*** Supplied data

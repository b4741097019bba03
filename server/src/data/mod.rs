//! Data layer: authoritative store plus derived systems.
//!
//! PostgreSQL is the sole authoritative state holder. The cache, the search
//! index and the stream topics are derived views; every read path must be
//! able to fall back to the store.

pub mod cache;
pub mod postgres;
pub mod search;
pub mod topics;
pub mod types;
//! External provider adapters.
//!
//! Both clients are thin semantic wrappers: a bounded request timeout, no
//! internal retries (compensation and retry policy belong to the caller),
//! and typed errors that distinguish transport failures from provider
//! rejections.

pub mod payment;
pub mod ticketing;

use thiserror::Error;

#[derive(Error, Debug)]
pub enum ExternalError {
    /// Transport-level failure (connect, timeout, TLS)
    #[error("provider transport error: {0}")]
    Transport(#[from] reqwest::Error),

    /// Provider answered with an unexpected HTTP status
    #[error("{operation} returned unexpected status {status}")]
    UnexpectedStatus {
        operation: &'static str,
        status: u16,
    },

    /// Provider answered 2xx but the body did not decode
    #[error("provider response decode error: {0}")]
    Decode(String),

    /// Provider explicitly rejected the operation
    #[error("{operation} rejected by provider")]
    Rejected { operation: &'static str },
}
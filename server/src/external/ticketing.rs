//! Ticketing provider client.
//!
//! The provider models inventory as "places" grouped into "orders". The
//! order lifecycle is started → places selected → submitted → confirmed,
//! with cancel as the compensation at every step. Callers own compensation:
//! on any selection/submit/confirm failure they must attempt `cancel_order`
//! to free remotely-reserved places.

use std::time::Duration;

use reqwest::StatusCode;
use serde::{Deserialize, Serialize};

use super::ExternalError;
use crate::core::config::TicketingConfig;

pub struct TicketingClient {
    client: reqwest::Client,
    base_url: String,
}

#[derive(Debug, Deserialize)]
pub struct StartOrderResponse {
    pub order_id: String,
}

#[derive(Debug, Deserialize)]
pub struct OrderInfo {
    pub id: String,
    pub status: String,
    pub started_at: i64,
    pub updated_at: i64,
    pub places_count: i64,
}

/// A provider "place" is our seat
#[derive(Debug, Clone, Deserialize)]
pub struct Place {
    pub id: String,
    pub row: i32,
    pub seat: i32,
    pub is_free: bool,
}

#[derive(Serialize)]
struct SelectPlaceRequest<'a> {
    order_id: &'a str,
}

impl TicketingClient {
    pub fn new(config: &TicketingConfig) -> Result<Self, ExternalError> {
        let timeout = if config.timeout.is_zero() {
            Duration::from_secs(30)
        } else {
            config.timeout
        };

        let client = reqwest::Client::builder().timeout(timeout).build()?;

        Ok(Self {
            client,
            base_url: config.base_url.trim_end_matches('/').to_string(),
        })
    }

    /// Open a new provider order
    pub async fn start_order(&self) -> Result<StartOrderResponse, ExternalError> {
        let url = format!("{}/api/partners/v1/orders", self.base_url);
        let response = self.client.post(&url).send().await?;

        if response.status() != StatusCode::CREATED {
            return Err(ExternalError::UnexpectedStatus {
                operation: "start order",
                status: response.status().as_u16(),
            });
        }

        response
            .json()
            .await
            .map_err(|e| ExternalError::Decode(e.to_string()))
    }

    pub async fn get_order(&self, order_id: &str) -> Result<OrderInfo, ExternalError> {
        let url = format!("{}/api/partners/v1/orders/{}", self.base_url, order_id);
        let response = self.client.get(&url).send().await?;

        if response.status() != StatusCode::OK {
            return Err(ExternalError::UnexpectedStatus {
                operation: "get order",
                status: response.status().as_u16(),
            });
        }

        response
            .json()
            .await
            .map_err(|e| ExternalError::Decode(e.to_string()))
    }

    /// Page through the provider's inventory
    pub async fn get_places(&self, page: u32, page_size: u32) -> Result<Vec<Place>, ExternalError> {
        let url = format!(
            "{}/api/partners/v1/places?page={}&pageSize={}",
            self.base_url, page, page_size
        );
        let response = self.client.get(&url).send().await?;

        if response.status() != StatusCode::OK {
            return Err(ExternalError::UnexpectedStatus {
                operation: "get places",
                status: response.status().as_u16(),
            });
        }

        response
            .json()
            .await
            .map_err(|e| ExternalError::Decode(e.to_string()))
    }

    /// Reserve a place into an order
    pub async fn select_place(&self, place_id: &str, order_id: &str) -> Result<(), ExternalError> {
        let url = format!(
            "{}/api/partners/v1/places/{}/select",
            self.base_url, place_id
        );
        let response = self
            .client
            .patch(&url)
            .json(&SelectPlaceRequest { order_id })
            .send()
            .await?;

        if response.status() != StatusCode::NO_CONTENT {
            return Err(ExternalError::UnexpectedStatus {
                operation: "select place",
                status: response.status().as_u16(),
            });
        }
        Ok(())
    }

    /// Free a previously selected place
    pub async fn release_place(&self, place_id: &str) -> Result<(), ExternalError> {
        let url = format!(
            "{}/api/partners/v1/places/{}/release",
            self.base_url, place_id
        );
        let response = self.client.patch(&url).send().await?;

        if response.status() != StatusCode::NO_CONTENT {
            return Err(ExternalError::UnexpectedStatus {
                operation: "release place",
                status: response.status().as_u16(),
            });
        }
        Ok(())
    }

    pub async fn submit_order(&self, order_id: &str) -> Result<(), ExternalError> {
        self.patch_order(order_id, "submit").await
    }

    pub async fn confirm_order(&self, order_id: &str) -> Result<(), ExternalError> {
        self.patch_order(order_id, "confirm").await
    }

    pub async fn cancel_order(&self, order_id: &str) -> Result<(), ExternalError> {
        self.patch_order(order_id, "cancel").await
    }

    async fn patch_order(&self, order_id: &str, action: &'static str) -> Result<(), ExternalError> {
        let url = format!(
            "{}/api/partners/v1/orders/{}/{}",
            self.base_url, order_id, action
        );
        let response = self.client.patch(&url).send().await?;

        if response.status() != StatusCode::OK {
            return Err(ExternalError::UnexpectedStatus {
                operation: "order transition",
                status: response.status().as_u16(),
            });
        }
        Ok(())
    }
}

******

*The task*.
Repeat the whole listing exactly, keeping every line intact.

*Solution to this task*.
repository b4741097019bba03
filename server/src/data/mod.rs
//! Data layer: authoritative store plus derived systems.
//!
//! PostgreSQL is the sole authoritative state holder. The cache, the search
//! index and the stream topics are derived views; every read path must be
//! able to fall back to the store.

pub mod cache;
pub mod postgres;
pub mod search;
pub mod topics;
pub mod types;
//! External provider adapters.
//!
//! Both clients are thin semantic wrappers: a bounded request timeout, no
//! internal retries (compensation and retry policy belong to the caller),
//! and typed errors that distinguish transport failures from provider
//! rejections.

pub mod payment;
pub mod ticketing;

use thiserror::Error;

#[derive(Error, Debug)]
pub enum ExternalError {
    /// Transport-level failure (connect, timeout, TLS)
    #[error("provider transport error: {0}")]
    Transport(#[from] reqwest::Error),

    /// Provider answered with an unexpected HTTP status
    #[error("{operation} returned unexpected status {status}")]
    UnexpectedStatus {
        operation: &'static str,
        status: u16,
    },

    /// Provider answered 2xx but the body did not decode
    #[error("provider response decode error: {0}")]
    Decode(String),

    /// Provider explicitly rejected the operation
    #[error("{operation} rejected by provider")]
    Rejected { operation: &'static str },
}
filename server/src/external/ticketing.rs
//! Ticketing provider client.
//!
//! The provider models inventory as "places" grouped into "orders". The
//! order lifecycle is started → places selected → submitted → confirmed,
//! with cancel as the compensation at every step. Callers own compensation:
//! on any selection/submit/confirm failure they must attempt `cancel_order`
//! to free remotely-reserved places.

use std::time::Duration;

use reqwest::StatusCode;
use serde::{Deserialize, Serialize};

use super::ExternalError;
use crate::core::config::TicketingConfig;

pub struct TicketingClient {
    client: reqwest::Client,
    base_url: String,
}

#[derive(Debug, Deserialize)]
pub struct StartOrderResponse {
    pub order_id: String,
}

#[derive(Debug, Deserialize)]
pub struct OrderInfo {
    pub id: String,
    pub status: String,
    pub started_at: i64,
    pub updated_at: i64,
    pub places_count: i64,
}

/// A provider "place" is our seat
#[derive(Debug, Clone, Deserialize)]
pub struct Place {
    pub id: String,
    pub row: i32,
    pub seat: i32,
    pub is_free: bool,
}

#[derive(Serialize)]
struct SelectPlaceRequest<'a> {
    order_id: &'a str,
}

impl TicketingClient {
    pub fn new(config: &TicketingConfig) -> Result<Self, ExternalError> {
        let timeout = if config.timeout.is_zero() {
            Duration::from_secs(30)
        } else {
            config.timeout
        };

        let client = reqwest::Client::builder().timeout(timeout).build()?;

        Ok(Self {
            client,
            base_url: config.base_url.trim_end_matches('/').to_string(),
        })
    }

    /// Open a new provider order
    pub async fn start_order(&self) -> Result<StartOrderResponse, ExternalError> {
        let url = format!("{}/api/partners/v1/orders", self.base_url);
        let response = self.client.post(&url).send().await?;

        if response.status() != StatusCode::CREATED {
            return Err(ExternalError::UnexpectedStatus {
                operation: "start order",
                status: response.status().as_u16(),
            });
        }

        response
            .json()
            .await
            .map_err(|e| ExternalError::Decode(e.to_string()))
    }

    pub async fn get_order(&self, order_id: &str) -> Result<OrderInfo, ExternalError> {
        let url = format!("{}/api/partners/v1/orders/{}", self.base_url, order_id);
        let response = self.client.get(&url).send().await?;

        if response.status() != StatusCode::OK {
            return Err(ExternalError::UnexpectedStatus {
                operation: "get order",
                status: response.status().as_u16(),
            });
        }

        response
            .json()
            .await
            .map_err(|e| ExternalError::Decode(e.to_string()))
    }

    /// Page through the provider's inventory
    pub async fn get_places(&self, page: u32, page_size: u32) -> Result<Vec<Place>, ExternalError> {
        let url = format!(
            "{}/api/partners/v1/places?page={}&pageSize={}",
            self.base_url, page, page_size
        );
        let response = self.client.get(&url).send().await?;

        if response.status() != StatusCode::OK {
            return Err(ExternalError::UnexpectedStatus {
                operation: "get places",
                status: response.status().as_u16(),
            });
        }

        response
            .json()
            .await
            .map_err(|e| ExternalError::Decode(e.to_string()))
    }

    /// Reserve a place into an order
    pub async fn select_place(&self, place_id: &str, order_id: &str) -> Result<(), ExternalError> {
        let url = format!(
            "{}/api/partners/v1/places/{}/select",
            self.base_url, place_id
        );
        let response = self
            .client
            .patch(&url)
            .json(&SelectPlaceRequest { order_id })
            .send()
            .await?;

        if response.status() != StatusCode::NO_CONTENT {
            return Err(ExternalError::UnexpectedStatus {
                operation: "select place",
                status: response.status().as_u16(),
            });
        }
        Ok(())
    }

    /// Free a previously selected place
    pub async fn release_place(&self, place_id: &str) -> Result<(), ExternalError> {
        let url = format!(
            "{}/api/partners/v1/places/{}/release",
            self.base_url, place_id
        );
        let response = self.client.patch(&url).send().await?;

        if response.status() != StatusCode::NO_CONTENT {
            return Err(ExternalError::UnexpectedStatus {
                operation: "release place",
                status: response.status().as_u16(),
            });
        }
        Ok(())
    }

    pub async fn submit_order(&self, order_id: &str) -> Result<(), ExternalError> {
        self.patch_order(order_id, "submit").await
    }

    pub async fn confirm_order(&self, order_id: &str) -> Result<(), ExternalError> {
        self.patch_order(order_id, "confirm").await
    }

    pub async fn cancel_order(&self, order_id: &str) -> Result<(), ExternalError> {
        self.patch_order(order_id, "cancel").await
    }

    async fn patch_order(&self, order_id: &str, action: &'static str) -> Result<(), ExternalError> {
        let url = format!(
            "{}/api/partners/v1/orders/{}/{}",
            self.base_url, order_id, action
        );
        let response = self.client.patch(&url).send().await?;

        if response.status() != StatusCode::OK {
            return Err(ExternalError::UnexpectedStatus {
                operation: "order transition",
                status: response.status().as_u16(),
            });
        }
        Ok(())
    }
}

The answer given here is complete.